**Exercise**.
From the records below, extract only the lines running from the line with "forum votes service." to the line with "use sqlx::postgres::PgPoolOptions;", both lines included, reproducing them exactly.

**Data provided**.
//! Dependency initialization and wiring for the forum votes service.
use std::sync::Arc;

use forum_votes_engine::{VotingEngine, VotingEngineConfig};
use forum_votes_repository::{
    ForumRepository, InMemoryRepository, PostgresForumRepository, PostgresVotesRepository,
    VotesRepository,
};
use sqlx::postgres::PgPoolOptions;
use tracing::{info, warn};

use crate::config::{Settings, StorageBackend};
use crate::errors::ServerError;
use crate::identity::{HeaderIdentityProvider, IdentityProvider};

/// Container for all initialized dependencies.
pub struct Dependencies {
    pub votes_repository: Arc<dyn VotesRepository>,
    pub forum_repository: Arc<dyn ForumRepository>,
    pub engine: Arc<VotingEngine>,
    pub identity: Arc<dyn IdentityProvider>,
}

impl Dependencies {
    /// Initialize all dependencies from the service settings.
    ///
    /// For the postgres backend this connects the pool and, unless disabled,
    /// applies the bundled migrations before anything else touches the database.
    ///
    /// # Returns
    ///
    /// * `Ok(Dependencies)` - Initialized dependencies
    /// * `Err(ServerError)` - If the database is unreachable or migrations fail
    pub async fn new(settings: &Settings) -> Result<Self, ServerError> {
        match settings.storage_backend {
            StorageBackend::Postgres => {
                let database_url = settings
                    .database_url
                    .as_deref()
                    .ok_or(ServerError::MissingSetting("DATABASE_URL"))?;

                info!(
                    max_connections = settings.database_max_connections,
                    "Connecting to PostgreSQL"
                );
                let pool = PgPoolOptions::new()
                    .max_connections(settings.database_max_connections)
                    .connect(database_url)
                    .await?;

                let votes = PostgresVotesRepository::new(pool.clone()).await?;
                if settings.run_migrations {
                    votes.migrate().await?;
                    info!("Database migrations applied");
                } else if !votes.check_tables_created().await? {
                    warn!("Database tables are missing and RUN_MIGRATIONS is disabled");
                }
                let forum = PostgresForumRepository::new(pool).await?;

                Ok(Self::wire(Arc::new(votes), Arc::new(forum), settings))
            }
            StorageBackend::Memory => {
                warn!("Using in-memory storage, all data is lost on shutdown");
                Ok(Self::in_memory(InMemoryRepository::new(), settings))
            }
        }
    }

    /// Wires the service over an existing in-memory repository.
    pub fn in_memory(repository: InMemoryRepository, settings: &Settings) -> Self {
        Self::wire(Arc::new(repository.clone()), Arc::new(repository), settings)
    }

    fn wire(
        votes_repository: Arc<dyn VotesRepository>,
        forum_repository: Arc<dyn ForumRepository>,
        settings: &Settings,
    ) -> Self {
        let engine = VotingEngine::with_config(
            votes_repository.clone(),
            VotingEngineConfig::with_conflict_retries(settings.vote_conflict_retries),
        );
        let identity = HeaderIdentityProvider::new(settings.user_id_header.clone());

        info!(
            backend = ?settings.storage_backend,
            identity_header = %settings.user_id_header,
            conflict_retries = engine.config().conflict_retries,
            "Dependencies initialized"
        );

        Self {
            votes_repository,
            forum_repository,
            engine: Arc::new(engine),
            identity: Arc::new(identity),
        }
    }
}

...

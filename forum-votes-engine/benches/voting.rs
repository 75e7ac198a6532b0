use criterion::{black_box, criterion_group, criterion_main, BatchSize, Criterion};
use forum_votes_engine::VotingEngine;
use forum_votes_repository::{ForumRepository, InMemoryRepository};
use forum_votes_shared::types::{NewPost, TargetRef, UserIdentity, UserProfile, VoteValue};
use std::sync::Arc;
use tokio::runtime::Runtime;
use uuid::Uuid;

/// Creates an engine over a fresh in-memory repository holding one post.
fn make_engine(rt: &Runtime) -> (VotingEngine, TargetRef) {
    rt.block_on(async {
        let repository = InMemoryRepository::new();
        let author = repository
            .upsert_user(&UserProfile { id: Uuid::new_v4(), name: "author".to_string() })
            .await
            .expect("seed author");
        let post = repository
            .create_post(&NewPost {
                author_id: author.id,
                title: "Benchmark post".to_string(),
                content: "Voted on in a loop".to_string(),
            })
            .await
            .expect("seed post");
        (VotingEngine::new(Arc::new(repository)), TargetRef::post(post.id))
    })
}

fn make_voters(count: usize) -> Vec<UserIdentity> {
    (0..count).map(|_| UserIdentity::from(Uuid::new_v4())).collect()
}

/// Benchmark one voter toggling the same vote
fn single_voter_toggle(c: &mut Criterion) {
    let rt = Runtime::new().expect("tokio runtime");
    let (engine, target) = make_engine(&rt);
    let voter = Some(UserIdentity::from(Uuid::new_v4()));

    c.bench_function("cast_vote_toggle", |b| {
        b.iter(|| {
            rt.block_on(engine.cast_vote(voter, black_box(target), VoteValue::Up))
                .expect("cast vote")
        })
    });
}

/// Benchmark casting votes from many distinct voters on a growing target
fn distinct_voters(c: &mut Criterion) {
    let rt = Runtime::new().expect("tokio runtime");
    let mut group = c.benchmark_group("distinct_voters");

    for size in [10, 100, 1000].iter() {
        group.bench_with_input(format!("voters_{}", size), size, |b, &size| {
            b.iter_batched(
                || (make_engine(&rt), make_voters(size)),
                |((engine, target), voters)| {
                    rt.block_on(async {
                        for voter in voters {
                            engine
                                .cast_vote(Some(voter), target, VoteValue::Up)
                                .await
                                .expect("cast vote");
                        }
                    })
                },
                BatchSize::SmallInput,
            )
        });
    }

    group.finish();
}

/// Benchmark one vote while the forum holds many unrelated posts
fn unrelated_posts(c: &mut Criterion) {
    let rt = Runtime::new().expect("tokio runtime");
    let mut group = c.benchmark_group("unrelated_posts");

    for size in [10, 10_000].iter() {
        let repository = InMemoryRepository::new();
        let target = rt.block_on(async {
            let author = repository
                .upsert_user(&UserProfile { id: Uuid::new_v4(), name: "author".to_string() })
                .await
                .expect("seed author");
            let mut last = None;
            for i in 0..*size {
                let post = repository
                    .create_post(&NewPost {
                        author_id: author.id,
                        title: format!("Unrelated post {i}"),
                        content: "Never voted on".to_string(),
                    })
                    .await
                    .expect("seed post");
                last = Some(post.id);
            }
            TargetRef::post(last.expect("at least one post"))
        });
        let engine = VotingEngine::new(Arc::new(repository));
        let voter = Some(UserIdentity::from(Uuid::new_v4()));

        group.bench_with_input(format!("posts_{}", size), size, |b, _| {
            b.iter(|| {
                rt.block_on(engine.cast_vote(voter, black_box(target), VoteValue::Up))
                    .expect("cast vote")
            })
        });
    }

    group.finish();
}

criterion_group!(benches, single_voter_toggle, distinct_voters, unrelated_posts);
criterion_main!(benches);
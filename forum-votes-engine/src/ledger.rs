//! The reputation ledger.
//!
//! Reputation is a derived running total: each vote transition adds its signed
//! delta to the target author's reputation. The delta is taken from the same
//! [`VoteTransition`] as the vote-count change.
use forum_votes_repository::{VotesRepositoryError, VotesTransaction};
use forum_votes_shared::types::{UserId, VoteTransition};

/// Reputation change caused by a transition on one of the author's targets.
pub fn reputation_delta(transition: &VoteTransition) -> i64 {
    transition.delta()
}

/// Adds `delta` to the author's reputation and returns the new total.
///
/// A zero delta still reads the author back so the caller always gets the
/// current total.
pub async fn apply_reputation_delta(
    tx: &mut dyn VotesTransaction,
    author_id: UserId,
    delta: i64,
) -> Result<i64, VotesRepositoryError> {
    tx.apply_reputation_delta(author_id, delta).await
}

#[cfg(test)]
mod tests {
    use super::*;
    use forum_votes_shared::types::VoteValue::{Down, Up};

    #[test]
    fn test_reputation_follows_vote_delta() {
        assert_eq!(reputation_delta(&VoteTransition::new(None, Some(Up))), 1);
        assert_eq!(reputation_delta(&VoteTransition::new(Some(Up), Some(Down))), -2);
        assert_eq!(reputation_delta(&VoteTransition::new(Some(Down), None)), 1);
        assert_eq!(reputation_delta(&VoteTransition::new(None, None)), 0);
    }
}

**Expected answer**.
//! Dependency initialization and wiring for the forum votes service.
use std::sync::Arc;

use forum_votes_engine::{VotingEngine, VotingEngineConfig};
use forum_votes_repository::{
    ForumRepository, InMemoryRepository, PostgresForumRepository, PostgresVotesRepository,
    VotesRepository,
};
use sqlx::postgres::PgPoolOptions;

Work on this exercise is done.